%%

//! Fusion event tables: reading predicted fusions, annotating them and writing
//! the annotated table back out.
//!
//! The input is tab-separated with a header line (optionally prefixed by `#`).
//! Column names are matched up to an optional parenthesized suffix, so
//! `strand1(gene/fusion)` is accepted for `strand1`.

use std::collections::HashMap;
use std::io::{BufRead, Write};

use log::{info, warn};

use crate::annotation::{GeneAnnotation, GeneId, TranscriptId};
use crate::contig::{ContigId, ContigMap, Position};
use crate::domains::{ProteinDomains, annotate_retained_protein_domains};
use crate::error::Error;
use crate::peptide::{
    FrameStatus, FusionPartner, NO_PEPTIDE, get_fusion_peptide_sequence, is_in_frame,
};
use crate::sequence::Assembly;
use crate::strand::{Direction, Strand};

const MISSING: &str = ".";

/// Columns appended (or overwritten) by [`write_fusions`].
pub const OUTPUT_COLUMNS: [&str; 4] = [
    "retained_protein_domains1",
    "retained_protein_domains2",
    "peptide_sequence",
    "reading_frame",
];

const REQUIRED_COLUMNS: [&str; 8] = [
    "gene1",
    "gene2",
    "strand1",
    "strand2",
    "breakpoint1",
    "breakpoint2",
    "direction1",
    "direction2",
];

/// Strands of one fusion partner: the annotated gene strand and the strand
/// the fusion transcript was predicted on (None if ambiguous).
#[derive(Debug, Clone, Copy, PartialEq, Eq)]
pub struct PartnerStrands {
    pub gene: Option<Strand>,
    pub transcript: Option<Strand>,
}

impl PartnerStrands {
    /// Parse `gene/transcript`, e.g. `+/-`. A single symbol applies to both.
    pub fn parse(s: &str) -> Result<Self, Error> {
        let (gene, transcript) = s.split_once('/').unwrap_or((s, s));
        Ok(Self {
            gene: Strand::parse_predicted(gene)?,
            transcript: Strand::parse_predicted(transcript)?,
        })
    }

    /// Whether the reported gene strand disagrees with the annotated one.
    #[must_use]
    pub fn contradicts(&self, annotated: Strand) -> bool {
        self.gene.is_some_and(|strand| strand != annotated)
    }
}

/// One side of a fusion event resolved against the gene model.
#[derive(Debug, Clone, PartialEq, Eq)]
pub struct FusionSide {
    pub gene: GeneId,
    pub strands: PartnerStrands,
    pub contig: ContigId,
    /// 0-based.
    pub breakpoint: Position,
    pub direction: Direction,
    pub transcript: Option<TranscriptId>,
}

/// A fusion event with both partners resolved.
#[derive(Debug, Clone, PartialEq, Eq)]
pub struct FusionEvent {
    pub five: FusionSide,
    pub three: FusionSide,
    pub transcript_sequence: Option<String>,
    /// 0-based genomic position of every character of `transcript_sequence`.
    pub transcript_positions: Vec<Option<Position>>,
}

/// Annotations computed for one fusion event.
#[derive(Debug, Clone, PartialEq, Eq)]
pub struct FusionAnnotation {
    pub retained_domains_5: String,
    pub retained_domains_3: String,
    pub peptide: String,
    pub frame: FrameStatus,
}

impl FusionAnnotation {
    /// Placeholder for rows that could not be annotated.
    #[must_use]
    pub fn unavailable() -> Self {
        Self {
            retained_domains_5: String::new(),
            retained_domains_3: String::new(),
            peptide: NO_PEPTIDE.to_string(),
            frame: FrameStatus::Unknown,
        }
    }

    fn values(&self) -> [&str; 4] {
        [
            or_missing(&self.retained_domains_5),
            or_missing(&self.retained_domains_3),
            or_missing(&self.peptide),
            self.frame.as_str(),
        ]
    }
}

/// Rows of a fusion table with their header.
#[derive(Debug, Clone)]
pub struct FusionTable {
    commented_header: bool,
    header: Vec<String>,
    columns: HashMap<String, usize>,
    rows: Vec<Vec<String>>,
}

fn or_missing(value: &str) -> &str {
    if value.is_empty() { MISSING } else { value }
}

fn column_key(name: &str) -> &str {
    name.split_once('(').map_or(name, |(key, _)| key).trim()
}

/// Read a tab-separated fusion table.
pub fn read_fusions<R: BufRead>(reader: R) -> Result<FusionTable, Error> {
    let mut lines = reader.lines();
    let header_line = lines
        .next()
        .transpose()?
        .ok_or_else(|| Error::Format("fusion table is empty".to_string()))?;
    let commented_header = header_line.starts_with('#');
    let header: Vec<String> = header_line
        .trim_start_matches('#')
        .trim_end_matches('\r')
        .split('\t')
        .map(str::to_string)
        .collect();

    let mut columns = HashMap::new();
    for (i, name) in header.iter().enumerate() {
        columns.entry(column_key(name).to_string()).or_insert(i);
    }
    for required in REQUIRED_COLUMNS {
        if !columns.contains_key(required) {
            return Err(Error::Format(format!(
                "fusion table lacks column '{required}'"
            )));
        }
    }

    let mut rows = Vec::new();
    for line in lines {
        let line = line?;
        let line = line.trim_end_matches('\r');
        if line.is_empty() {
            continue;
        }
        rows.push(line.split('\t').map(str::to_string).collect());
    }

    Ok(FusionTable {
        commented_header,
        header,
        columns,
        rows,
    })
}

impl FusionTable {
    #[must_use]
    pub fn len(&self) -> usize {
        self.rows.len()
    }

    #[must_use]
    pub fn is_empty(&self) -> bool {
        self.rows.is_empty()
    }

    #[must_use]
    pub fn header(&self) -> &[String] {
        &self.header
    }

    /// Value of `column` in row `row`, None if the column or cell is absent.
    #[must_use]
    pub fn field(&self, row: usize, column: &str) -> Option<&str> {
        let index = *self.columns.get(column)?;
        self.rows.get(row)?.get(index).map(String::as_str)
    }

    fn required(&self, row: usize, column: &str) -> Result<&str, Error> {
        self.field(row, column)
            .ok_or_else(|| Error::Format(format!("missing value for column '{column}'")))
    }

    fn optional(&self, row: usize, column: &str) -> Option<&str> {
        self.field(row, column)
            .filter(|value| !value.is_empty() && *value != MISSING)
    }

    fn parse_side(
        &self,
        row: usize,
        side: u8,
        contigs: &ContigMap,
        annotation: &GeneAnnotation,
    ) -> Result<FusionSide, Error> {
        let column = |name: &str| format!("{name}{side}");

        let gene_name = self.required(row, &column("gene"))?;
        let gene = annotation
            .find_gene(gene_name)
            .ok_or_else(|| Error::Validation(format!("unknown gene: {gene_name}")))?;

        let strands = PartnerStrands::parse(self.required(row, &column("strand"))?)?;
        let annotated = annotation.gene(gene).strand;
        if strands.contradicts(annotated) {
            warn!(
                "line {}: strand{side} of {gene_name} does not match the annotated {annotated} strand",
                row + 2
            );
        }
        let (contig, breakpoint) =
            parse_breakpoint(self.required(row, &column("breakpoint"))?, contigs)?;
        let direction = self.required(row, &column("direction"))?.parse()?;

        let transcript = self
            .optional(row, &column("transcript_id"))
            .and_then(|id| annotation.transcript_by_id(id))
            .filter(|&id| annotation.transcript(id).gene == gene);

        Ok(FusionSide {
            gene,
            strands,
            contig,
            breakpoint,
            direction,
            transcript,
        })
    }

    /// Resolve row `row` against the contigs and the gene model.
    pub fn parse_event(
        &self,
        row: usize,
        contigs: &ContigMap,
        annotation: &GeneAnnotation,
    ) -> Result<FusionEvent, Error> {
        let five = self.parse_side(row, 1, contigs, annotation)?;
        let three = self.parse_side(row, 2, contigs, annotation)?;
        let transcript_sequence = self.optional(row, "fusion_transcript").map(str::to_string);
        let transcript_positions = self
            .optional(row, "transcript_positions")
            .map(parse_positions)
            .transpose()?
            .unwrap_or_default();
        Ok(FusionEvent {
            five,
            three,
            transcript_sequence,
            transcript_positions,
        })
    }
}

/// Parse a 1-based `contig:position` into a contig and 0-based position.
fn parse_breakpoint(s: &str, contigs: &ContigMap) -> Result<(ContigId, Position), Error> {
    let (name, position) = s
        .rsplit_once(':')
        .ok_or_else(|| Error::Parse(format!("invalid breakpoint: '{s}'")))?;
    let contig = contigs
        .get(name)
        .ok_or_else(|| Error::Validation(format!("unknown contig: {name}")))?;
    let position: Position = position
        .parse()
        .map_err(|_| Error::Parse(format!("invalid breakpoint position: '{s}'")))?;
    if position < 1 {
        return Err(Error::Parse(format!("invalid breakpoint position: '{s}'")));
    }
    Ok((contig, position - 1))
}

/// Parse comma-separated 1-based positions; `.` marks a character without genomic origin.
fn parse_positions(s: &str) -> Result<Vec<Option<Position>>, Error> {
    s.split(',')
        .map(|value| {
            if value == MISSING {
                return Ok(None);
            }
            match value.parse::<Position>() {
                Ok(position) if position >= 1 => Ok(Some(position - 1)),
                _ => Err(Error::Parse(format!("invalid transcript position: '{value}'"))),
            }
        })
        .collect()
}

fn retained_domains(
    side: &FusionSide,
    annotation: &GeneAnnotation,
    domains: &ProteinDomains,
) -> String {
    let gene_strand = annotation.gene(side.gene).strand;
    annotate_retained_protein_domains(
        side.contig,
        side.breakpoint,
        side.strands.transcript.unwrap_or(gene_strand),
        side.strands.transcript.is_none(),
        side.gene,
        annotation,
        side.direction,
        domains,
    )
}

/// Compute retained domains, peptide and reading frame of one fusion.
#[must_use]
pub fn annotate_fusion(
    event: &FusionEvent,
    annotation: &GeneAnnotation,
    assembly: &Assembly,
    domains: &ProteinDomains,
) -> FusionAnnotation {
    let partner = |side: &FusionSide| FusionPartner {
        gene: annotation.gene(side.gene),
        transcript: side.transcript.map(|id| annotation.transcript(id)),
    };

    let peptide = match &event.transcript_sequence {
        Some(sequence) => get_fusion_peptide_sequence(
            sequence,
            &event.transcript_positions,
            partner(&event.five),
            partner(&event.three),
            event.three.strands.transcript,
            assembly,
        ),
        None => NO_PEPTIDE.to_string(),
    };
    let frame = is_in_frame(&peptide);

    FusionAnnotation {
        retained_domains_5: retained_domains(&event.five, annotation, domains),
        retained_domains_3: retained_domains(&event.three, annotation, domains),
        peptide,
        frame,
    }
}

/// Annotate every row of `table`. Rows that cannot be resolved are reported and
/// receive [`FusionAnnotation::unavailable`].
#[must_use]
pub fn annotate_fusions(
    table: &FusionTable,
    contigs: &ContigMap,
    annotation: &GeneAnnotation,
    assembly: &Assembly,
    domains: &ProteinDomains,
) -> Vec<FusionAnnotation> {
    let mut unresolved = 0usize;
    let annotations: Vec<FusionAnnotation> = (0..table.len())
        .map(|row| match table.parse_event(row, contigs, annotation) {
            Ok(event) => annotate_fusion(&event, annotation, assembly, domains),
            Err(e) => {
                warn!("failed to parse fusion on line {}: {e}", row + 2);
                unresolved += 1;
                FusionAnnotation::unavailable()
            }
        })
        .collect();

    let in_frame = annotations
        .iter()
        .filter(|a| a.frame == FrameStatus::InFrame)
        .count();
    info!(
        "annotated {} fusions ({in_frame} in-frame, {unresolved} unresolved)",
        annotations.len()
    );
    annotations
}

/// Write `table` with the annotation columns filled in.
///
/// Existing columns with the same name are overwritten; the others are appended.
pub fn write_fusions<W: Write>(
    mut writer: W,
    table: &FusionTable,
    annotations: &[FusionAnnotation],
) -> Result<(), Error> {
    if annotations.len() != table.len() {
        return Err(Error::Validation(format!(
            "{} annotations for {} fusions",
            annotations.len(),
            table.len()
        )));
    }

    let mut header = table.header.clone();
    let widest = table.rows.iter().map(Vec::len).max().unwrap_or(0);
    if widest > header.len() {
        let wide_rows = table.rows.iter().filter(|row| row.len() > header.len()).count();
        warn!(
            "{wide_rows} fusions have more fields than the header; \
             annotation columns are appended after field {widest}"
        );
        header.resize(widest, String::new());
    }
    let mut targets = Vec::with_capacity(OUTPUT_COLUMNS.len());
    for name in OUTPUT_COLUMNS {
        match table.columns.get(name) {
            Some(&index) => targets.push(index),
            None => {
                targets.push(header.len());
                header.push(name.to_string());
            }
        }
    }

    if table.commented_header {
        write!(writer, "#")?;
    }
    writeln!(writer, "{}", header.join("\t"))?;

    for (row, annotation) in table.rows.iter().zip(annotations) {
        let mut fields: Vec<&str> = row.iter().map(String::as_str).collect();
        fields.resize(fields.len().max(header.len()), "");
        for (&target, value) in targets.iter().zip(annotation.values()) {
            fields[target] = value;
        }
        writeln!(writer, "{}", fields.join("\t"))?;
    }
    writer.flush()?;
    Ok(())
}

%%

### WORK TO BE COMPLETED:
Across the whole listing above, determine how many lines hold the word "writeln". Only that number is wanted.

### ANSWER FOR THIS EXERCISE:
2